The following code produces a bad diagnostic Did you check if currentCard is equal to 'spade'? when what it is actually objecting to is the use of cards.length in the random calculation. This diagnostic is not only irrelevant, it should not be considered an error at all.

const cards = ['diamond', 'spade', 'heart', 'club']; // Write your code below let currentCard; while (currentCard !== 'spade') { currentCard = cards[Math.floor(Math.random() * cards.length)]; console.log(currentCard); }

While there is no error in the above example, the lesson checker may be looking specifically for a code pattern that reads, if (currentCard === 'spade') { ... }. Just a guess, but it takes into account the fact that the lesson checker is biased toward the pattern or response that is built into it, and may not take into consideration other possible working patterns.

Your pattern above is actually better suited to do-while where the condition is tested after each iteration.

const n = cards.length;
let x;
do {
  x = cards[Math.floor(Math.random() * n)]
} while(x !== 'spade');

If their expected solution includes an if statement, then,

const n = cards.length;
let x;
do {
  x = cards[Math.floor(Math.random() * n)]
  if (x === 'spade') break;
} while(true);

Again, purely speculating as what the solution pattern is meant to be.

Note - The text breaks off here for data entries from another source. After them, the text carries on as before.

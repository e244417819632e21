mod artifact;
mod config;
mod experiment;
mod metric;

use anyhow::Result;
use clap::{Parser, Subcommand};
use mltrack::client::{TrackerClient, DEFAULT_API_URL};
use serde_json::{Map, Value};

/// Parse `key=value` hyperparameters. Values that parse as JSON keep their
/// type (`lr=0.01` is a number), anything else is stored as a string.
pub fn parse_params(pairs: &[String]) -> Result<Map<String, Value>> {
    let mut map = Map::new();
    for pair in pairs {
        let (key, raw) = pair
            .split_once('=')
            .ok_or_else(|| anyhow::anyhow!("Invalid parameter format: {}", pair))?;
        if key.is_empty() {
            return Err(anyhow::anyhow!("Invalid parameter format: {}", pair));
        }
        let value = serde_json::from_str(raw).unwrap_or_else(|_| Value::String(raw.to_string()));
        map.insert(key.to_string(), value);
    }
    Ok(map)
}

/// Parse `name=value` metric pairs
pub fn parse_metric_pairs(pairs: &[String]) -> Result<Vec<(String, f64)>> {
    pairs
        .iter()
        .map(|pair| {
            let (name, raw) = pair
                .split_once('=')
                .ok_or_else(|| anyhow::anyhow!("Invalid metric format: {} (expected name=value)", pair))?;
            let value: f64 = raw
                .trim()
                .parse()
                .map_err(|_| anyhow::anyhow!("Invalid metric value for '{}': {}", name, raw))?;
            Ok((name.to_string(), value))
        })
        .collect()
}

#[derive(Parser)]
#[command(name = "mltrack")]
#[command(about = "Track ML experiments: metrics, artifacts and run status", long_about = None)]
pub struct Cli {
    /// Enable verbose output (info logs)
    #[arg(short, long, global = true)]
    pub verbose: bool,

    /// Base URL of the mltrack server
    #[arg(long, global = true, env = "MLTRACK_API_URL", default_value = DEFAULT_API_URL)]
    pub api_url: String,

    #[command(subcommand)]
    pub command: Commands,
}

#[derive(Subcommand)]
pub enum Commands {
    /// Manage experiments
    Experiment(experiment::ExperimentArgs),

    /// Log metric values for an experiment
    Log(metric::LogArgs),

    /// Show logged metric samples
    Metrics(metric::MetricsArgs),

    /// Show per-metric aggregates
    Summary(metric::SummaryArgs),

    /// Manage artifact files
    Artifact(artifact::ArtifactArgs),

    /// Configuration management
    Config(config::ConfigArgs),
}

/// Execute the CLI command
pub async fn execute(cli: Cli) -> Result<()> {
    let client = TrackerClient::new(&cli.api_url);
    tracing::debug!(api_url = %client.base_url(), "Using server");

    match cli.command {
        Commands::Experiment(args) => experiment::execute(&client, args).await,
        Commands::Log(args) => metric::execute_log(&client, args).await,
        Commands::Metrics(args) => metric::execute_metrics(&client, args).await,
        Commands::Summary(args) => metric::execute_summary(&client, args).await,
        Commands::Artifact(args) => artifact::execute(&client, args).await,
        Commands::Config(args) => config::execute(args).await,
    }
}
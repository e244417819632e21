use super::types::{Experiment, ExperimentFilters, ExperimentStatus};
use super::validation::{validate_experiment_filters, validate_experiment_name};
use super::ServiceError;
use crate::db::Database;
use anyhow::Context;
use serde_json::{Map, Value};
use std::sync::Arc;

/// Service for experiment records
pub struct ExperimentService {
    db: Arc<dyn Database>,
}

impl ExperimentService {
    /// Create a new experiment service
    pub fn new(db: Arc<dyn Database>) -> Self {
        Self { db }
    }

    /// Create an experiment in the running state
    pub async fn create(
        &self,
        name: String,
        hyperparameters: Map<String, Value>,
        tags: Vec<String>,
    ) -> Result<Experiment, ServiceError> {
        validate_experiment_name(&name)?;

        let experiment = Experiment::new(name, hyperparameters, tags);
        self.db
            .insert_experiment(&experiment)
            .await
            .context("Failed to insert experiment")?;

        tracing::info!(experiment_id = %experiment.id, name = %experiment.name, "Created experiment");
        Ok(experiment)
    }

    /// Get experiment by ID
    pub async fn get(&self, id: &str) -> Result<Option<Experiment>, ServiceError> {
        Ok(self
            .db
            .get_experiment(id)
            .await
            .context("Failed to get experiment")?)
    }

    /// Get experiment by ID, failing with NotFound when absent
    pub async fn require(&self, id: &str) -> Result<Experiment, ServiceError> {
        self.get(id)
            .await?
            .ok_or_else(|| ServiceError::experiment_not_found(id))
    }

    /// List experiments with paging and an optional status filter
    pub async fn list(&self, filters: ExperimentFilters) -> Result<Vec<Experiment>, ServiceError> {
        validate_experiment_filters(&filters)?;
        Ok(self
            .db
            .list_experiments(&filters)
            .await
            .context("Failed to list experiments")?)
    }

    /// Fetch several experiments for side-by-side comparison.
    ///
    /// Fails with NotFound only when none of the IDs match.
    pub async fn compare(&self, ids: &[String]) -> Result<Vec<Experiment>, ServiceError> {
        if ids.is_empty() {
            return Err(ServiceError::InvalidInput(
                "At least one experiment id is required".to_string(),
            ));
        }

        let experiments = self
            .db
            .get_experiments(ids)
            .await
            .context("Failed to get experiments")?;

        if experiments.is_empty() {
            return Err(ServiceError::NotFound(
                "No experiments found with the provided IDs".to_string(),
            ));
        }
        Ok(experiments)
    }

    /// Set the lifecycle status
    pub async fn update_status(
        &self,
        id: &str,
        status: ExperimentStatus,
    ) -> Result<Experiment, ServiceError> {
        let mut experiment = self.require(id).await?;
        experiment.status = status;
        self.save(&experiment).await?;

        tracing::info!(experiment_id = %id, %status, "Updated experiment status");
        Ok(experiment)
    }

    /// Replace the tag list
    pub async fn update_tags(&self, id: &str, tags: Vec<String>) -> Result<Experiment, ServiceError> {
        let mut experiment = self.require(id).await?;
        experiment.tags = tags;
        self.save(&experiment).await?;
        Ok(experiment)
    }

    /// Delete an experiment; its samples and artifact records go with it
    pub async fn delete(&self, id: &str) -> Result<bool, ServiceError> {
        let deleted = self
            .db
            .delete_experiment(id)
            .await
            .context("Failed to delete experiment")?;

        if deleted {
            tracing::info!(experiment_id = %id, "Deleted experiment");
        }
        Ok(deleted)
    }

    async fn save(&self, experiment: &Experiment) -> Result<(), ServiceError> {
        let updated = self
            .db
            .update_experiment(experiment)
            .await
            .context("Failed to update experiment")?;

        if !updated {
            return Err(ServiceError::experiment_not_found(&experiment.id));
        }
        Ok(())
    }
}
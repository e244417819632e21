use super::error::ApiError;
use crate::state::AppState;
use axum::extract::rejection::{JsonRejection, QueryRejection};
use axum::extract::{Path, Query, State};
use axum::response::IntoResponse;
use axum::Json;
use mltrack::services::{MetricQuery, NewSample, DEFAULT_METRIC_LIMIT};
use mltrack::wire::{MetricBatch, MetricLogResponse};
use serde::Deserialize;

#[derive(Deserialize)]
pub struct MetricsQuery {
    metric_name: Option<String>,
    limit: Option<usize>,
    offset: Option<usize>,
}

pub async fn log_metric(
    State(state): State<AppState>,
    Path(id): Path<String>,
    body: Result<Json<NewSample>, JsonRejection>,
) -> Result<impl IntoResponse, ApiError> {
    let Json(sample) = body?;
    let count = state.metric_service.ingest_one(&id, sample).await?;
    Ok(Json(MetricLogResponse::new(count)))
}

pub async fn log_metric_batch(
    State(state): State<AppState>,
    Path(id): Path<String>,
    body: Result<Json<MetricBatch>, JsonRejection>,
) -> Result<impl IntoResponse, ApiError> {
    let Json(batch) = body?;
    let count = state.metric_service.ingest(&id, &batch.metrics).await?;
    Ok(Json(MetricLogResponse::new(count)))
}

pub async fn get_metrics(
    State(state): State<AppState>,
    Path(id): Path<String>,
    query: Result<Query<MetricsQuery>, QueryRejection>,
) -> Result<impl IntoResponse, ApiError> {
    let Query(query) = query?;
    let query = MetricQuery {
        metric_name: query.metric_name.filter(|name| !name.is_empty()),
        limit: query.limit.unwrap_or(DEFAULT_METRIC_LIMIT),
        offset: query.offset.unwrap_or(0),
    };

    let samples = state.metric_service.query(&id, &query).await?;
    Ok(Json(samples))
}

pub async fn get_summary(
    State(state): State<AppState>,
    Path(id): Path<String>,
) -> Result<impl IntoResponse, ApiError> {
    let summary = state.metric_service.summarize(&id).await?;
    Ok(Json(summary))
}
//! Provider roster loading.
//!
//! The roster is a whitespace-separated text feed, one provider per line:
//!
//! ```text
//! D ANDREW PATEL 1/21/1989 BRIDGEWATER FAMILY 01
//! T JENNY PATEL 6/5/1991 BRIDGEWATER 125
//! T FRANK LIN 9/20/1997 PISCATAWAY 150 XRAY,CATSCAN
//! ```
//!
//! Technicians perform every imaging service unless a comma-separated
//! service list is given. Malformed lines are skipped with a warning so one
//! bad record does not block the clinic from starting.

use std::fs;
use std::path::Path;
use tracing::{info, warn};

use crate::calendar::Date;
use crate::error::{RosterError, RosterLineError};
use crate::models::{LocationTable, Profile, Provider, Radiology, Specialty};

const MIN_TOKENS: usize = 5;

/// Providers read from a roster, in feed order.
#[derive(Debug, Clone, Default)]
pub struct RosterLoad {
    pub providers: Vec<Provider>,
    /// Number of non-blank lines that could not be parsed.
    pub skipped: usize,
}

/// Parse a single roster line.
pub fn parse_line(line: &str, locations: &LocationTable) -> Result<Provider, RosterLineError> {
    let tokens: Vec<&str> = line.split_whitespace().collect();
    if tokens.len() < MIN_TOKENS {
        return Err(RosterLineError::TooFewFields {
            expected: MIN_TOKENS,
            found: tokens.len(),
        });
    }

    let dob: Date = tokens[3].parse()?;
    if !dob.is_valid() {
        return Err(RosterLineError::InvalidBirthDate(dob));
    }
    let profile = Profile::new(tokens[1], tokens[2], dob);
    let location = locations.resolve(tokens[4]);

    match tokens[0] {
        "D" => {
            let (specialty, npi) = match (tokens.get(5), tokens.get(6)) {
                (Some(specialty), Some(npi)) => (specialty, npi),
                _ => return Err(RosterLineError::MissingDoctorFields),
            };
            let specialty = Specialty::from_string(specialty)?;
            Ok(Provider::doctor(profile, location, specialty, *npi))
        }
        "T" => {
            let rate = tokens.get(5).ok_or(RosterLineError::MissingRate)?;
            let rate: u32 = rate
                .parse()
                .map_err(|_| RosterLineError::InvalidRate(rate.to_string()))?;
            let services = match tokens.get(6) {
                Some(list) => list
                    .split(',')
                    .filter(|s| !s.is_empty())
                    .map(Radiology::from_string)
                    .collect::<Result<Vec<_>, _>>()?,
                None => Radiology::ALL.to_vec(),
            };
            Ok(Provider::technician(profile, location, rate, services))
        }
        other => Err(RosterLineError::UnknownKind(other.to_string())),
    }
}

/// Parse a whole roster feed.
pub fn parse_roster(contents: &str, locations: &LocationTable) -> RosterLoad {
    let mut load = RosterLoad::default();

    for (number, line) in contents.lines().enumerate() {
        let line = line.trim();
        if line.is_empty() {
            continue;
        }

        match parse_line(line, locations) {
            Ok(provider) => load.providers.push(provider),
            Err(reason) => {
                warn!(line = number + 1, %reason, "Skipping roster line: {}", line);
                load.skipped += 1;
            }
        }
    }

    load
}

/// Read and parse a roster file.
pub fn load_roster(path: impl AsRef<Path>, locations: &LocationTable) -> Result<RosterLoad, RosterError> {
    let path = path.as_ref();
    let contents = fs::read_to_string(path).map_err(|source| RosterError::Io {
        path: path.to_path_buf(),
        source,
    })?;

    let load = parse_roster(&contents, locations);
    info!(
        providers = load.providers.len(),
        skipped = load.skipped,
        "Loaded roster from {}",
        path.display()
    );
    Ok(load)
}
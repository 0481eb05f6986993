//! Roster and configuration files read from disk.

use std::io::Write;
use std::path::PathBuf;

use clinicmanager::calendar::{Date, FixedClock};
use clinicmanager::config::ClinicConfig;
use clinicmanager::error::{ConfigError, RosterError};
use clinicmanager::models::Radiology;
use clinicmanager::roster::load_roster;
use clinicmanager::scheduler::ClinicScheduler;
use tempfile::{tempdir, NamedTempFile};

fn sample(name: &str) -> PathBuf {
    PathBuf::from(env!("CARGO_MANIFEST_DIR")).join(name)
}

#[test]
fn test_sample_files_load() {
    let config = ClinicConfig::load(sample("clinic.toml")).unwrap();
    assert_eq!(config.scheduling.booking_window_months, 6);
    assert_eq!(config.location_table().len(), 6);

    let roster = load_roster(sample("providers.txt"), &config.location_table()).unwrap();
    assert_eq!(roster.providers.len(), 13);
    assert_eq!(roster.skipped, 0);

    let scheduler = ClinicScheduler::from_config(&config, roster.providers, FixedClock(Date::new(2024, 10, 1)));
    let rotation: Vec<String> = scheduler
        .rotation()
        .map(|(_, p)| p.profile().full_name())
        .collect();
    assert_eq!(
        rotation,
        vec!["JENNY PATEL", "MONICA FOX", "CHARLES BROWN", "FRANK LIN", "BEN JERRY", "GARY JOHNSON"]
    );
}

#[test]
fn test_roster_skips_bad_lines() {
    let mut file = NamedTempFile::new().unwrap();
    writeln!(file, "D ANDREW PATEL 1/21/1989 BRIDGEWATER FAMILY 01").unwrap();
    writeln!(file).unwrap();
    writeln!(file, "D BROKEN LINE").unwrap();
    writeln!(file, "X ALIEN KIND 1/1/1990 EDISON").unwrap();
    writeln!(file, "T BEN JERRY 10/15/1995 NOWHERE 140 XRAY").unwrap();

    let config = ClinicConfig::default();
    let roster = load_roster(file.path(), &config.location_table()).unwrap();

    assert_eq!(roster.providers.len(), 2);
    assert_eq!(roster.skipped, 2);

    let tech = &roster.providers[1];
    assert!(tech.can_perform(Radiology::Xray));
    assert!(!tech.can_perform(Radiology::Catscan));
    assert_eq!(tech.location().county, "Unknown");
    assert_eq!(tech.location().zip, "00000");
}

#[test]
fn test_missing_roster_is_an_error() {
    let dir = tempdir().unwrap();
    let path = dir.path().join("absent.txt");
    let result = load_roster(&path, &ClinicConfig::default().location_table());
    assert!(matches!(result, Err(RosterError::Io { .. })));
}

#[test]
fn test_config_errors() {
    let dir = tempdir().unwrap();

    let missing = ClinicConfig::load(dir.path().join("absent.toml"));
    assert!(matches!(missing, Err(ConfigError::Io { .. })));

    let path = dir.path().join("bad.toml");
    std::fs::write(&path, "[scheduling]\nbooking_window_months = \"six\"\n").unwrap();
    assert!(matches!(ClinicConfig::load(&path), Err(ConfigError::Parse { .. })));
}

#[test]
fn test_partial_config_keeps_defaults() {
    let dir = tempdir().unwrap();
    let path = dir.path().join("clinic.toml");
    std::fs::write(&path, "[scheduling]\nrelease_slot_on_cancel = true\n").unwrap();

    let config = ClinicConfig::load(&path).unwrap();
    assert!(config.scheduling.release_slot_on_cancel);
    assert_eq!(config.scheduling.booking_window_months, 6);
    assert!(config.scheduling.rotation.is_empty());
    assert_eq!(config.locations, ClinicConfig::default().locations);
    assert!(config.roster.is_none());
}
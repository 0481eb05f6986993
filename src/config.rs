//! Clinic configuration file support.
//!
//! The configuration is a TOML file holding the business data the engine
//! must not hard-code: the city lookup table, the technician rotation order
//! and the scheduling policies.
//!
//! ```toml
//! roster = "providers.txt"
//!
//! [scheduling]
//! booking_window_months = 6
//! release_slot_on_cancel = false
//! rotation = ["JENNY PATEL", "MONICA FOX"]
//!
//! [[locations]]
//! city = "BRIDGEWATER"
//! county = "Somerset"
//! zip = "08807"
//! ```

use serde::Deserialize;
use std::fs;
use std::path::{Path, PathBuf};

use crate::error::ConfigError;
use crate::models::{LocationEntry, LocationTable};

/// Top-level configuration.
#[derive(Debug, Clone, PartialEq, Eq, Deserialize)]
pub struct ClinicConfig {
    /// Path to the provider roster, relative to the working directory.
    #[serde(default)]
    pub roster: Option<PathBuf>,
    #[serde(default)]
    pub scheduling: SchedulingSettings,
    #[serde(default = "default_locations")]
    pub locations: Vec<LocationEntry>,
}

/// Policies applied by the scheduler.
#[derive(Debug, Clone, PartialEq, Eq, Deserialize)]
pub struct SchedulingSettings {
    #[serde(default = "default_booking_window_months")]
    pub booking_window_months: u32,
    /// Free a technician's slot when its appointment is cancelled or moved.
    #[serde(default)]
    pub release_slot_on_cancel: bool,
    /// Technician names ("FIRST LAST") in rotation order. Technicians not
    /// listed follow in roster order.
    #[serde(default)]
    pub rotation: Vec<String>,
}

fn default_booking_window_months() -> u32 {
    6
}

fn default_locations() -> Vec<LocationEntry> {
    vec![
        LocationEntry::new("BRIDGEWATER", "Somerset", "08807"),
        LocationEntry::new("EDISON", "Middlesex", "08817"),
        LocationEntry::new("CLARK", "Union", "07066"),
        LocationEntry::new("PISCATAWAY", "Middlesex", "08854"),
        LocationEntry::new("PRINCETON", "Mercer", "08542"),
        LocationEntry::new("MORRISTOWN", "Morris", "07960"),
    ]
}

impl Default for SchedulingSettings {
    fn default() -> Self {
        SchedulingSettings {
            booking_window_months: default_booking_window_months(),
            release_slot_on_cancel: false,
            rotation: Vec::new(),
        }
    }
}

impl Default for ClinicConfig {
    fn default() -> Self {
        ClinicConfig {
            roster: None,
            scheduling: SchedulingSettings::default(),
            locations: default_locations(),
        }
    }
}

impl ClinicConfig {
    /// Load configuration from a TOML file.
    pub fn load(path: impl AsRef<Path>) -> Result<Self, ConfigError> {
        let path = path.as_ref();
        let contents = fs::read_to_string(path).map_err(|source| ConfigError::Io {
            path: path.to_path_buf(),
            source,
        })?;

        toml::from_str(&contents).map_err(|source| ConfigError::Parse {
            path: path.to_path_buf(),
            source,
        })
    }

    /// Parse configuration from a TOML string.
    pub fn from_toml(contents: &str) -> Result<Self, toml::de::Error> {
        toml::from_str(contents)
    }

    pub fn location_table(&self) -> LocationTable {
        LocationTable::new(self.locations.clone())
    }
}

If you would care to share a link to the exercise, we could take a closer look.

Aside from my one little addition, I followed the instructions exactly. Here is the official solution code from the lesson alongside my solution;

Official solution

const cards = ['diamond', 'spade', 'heart', 'club']; // Write your code below let currentCard; while (currentCard !== 'spade') { currentCard = cards[Math.floor(Math.random() * 4)]; console.log(currentCard); }

My solution

const cards = ['diamond', 'spade', 'heart', 'club']; // Write your code below let currentCard; while (currentCard !== 'spade') { currentCard = cards[Math.floor(Math.random() * cards.length)]; console.log(currentCard); }

As you can see my solution matches almost exactly aside from using .length as the bound for the random-expression, strongly implying that the .length was what lead to the faulty diagnostic.

In this instance the data structure is static, not dynamic, with a known size of 4. It’s fair to believe the author didn’t see the need to poll the length property as part of the expected solution, so didn’t write a pattern to match that.

Bottom line, you’ll drive yourself mad if you spend any time questioning the SCT. Take it in stride. BTW, knowing what the expected solution is, get the green check mark, then change the code to what you like, and Run it again so it gets saved.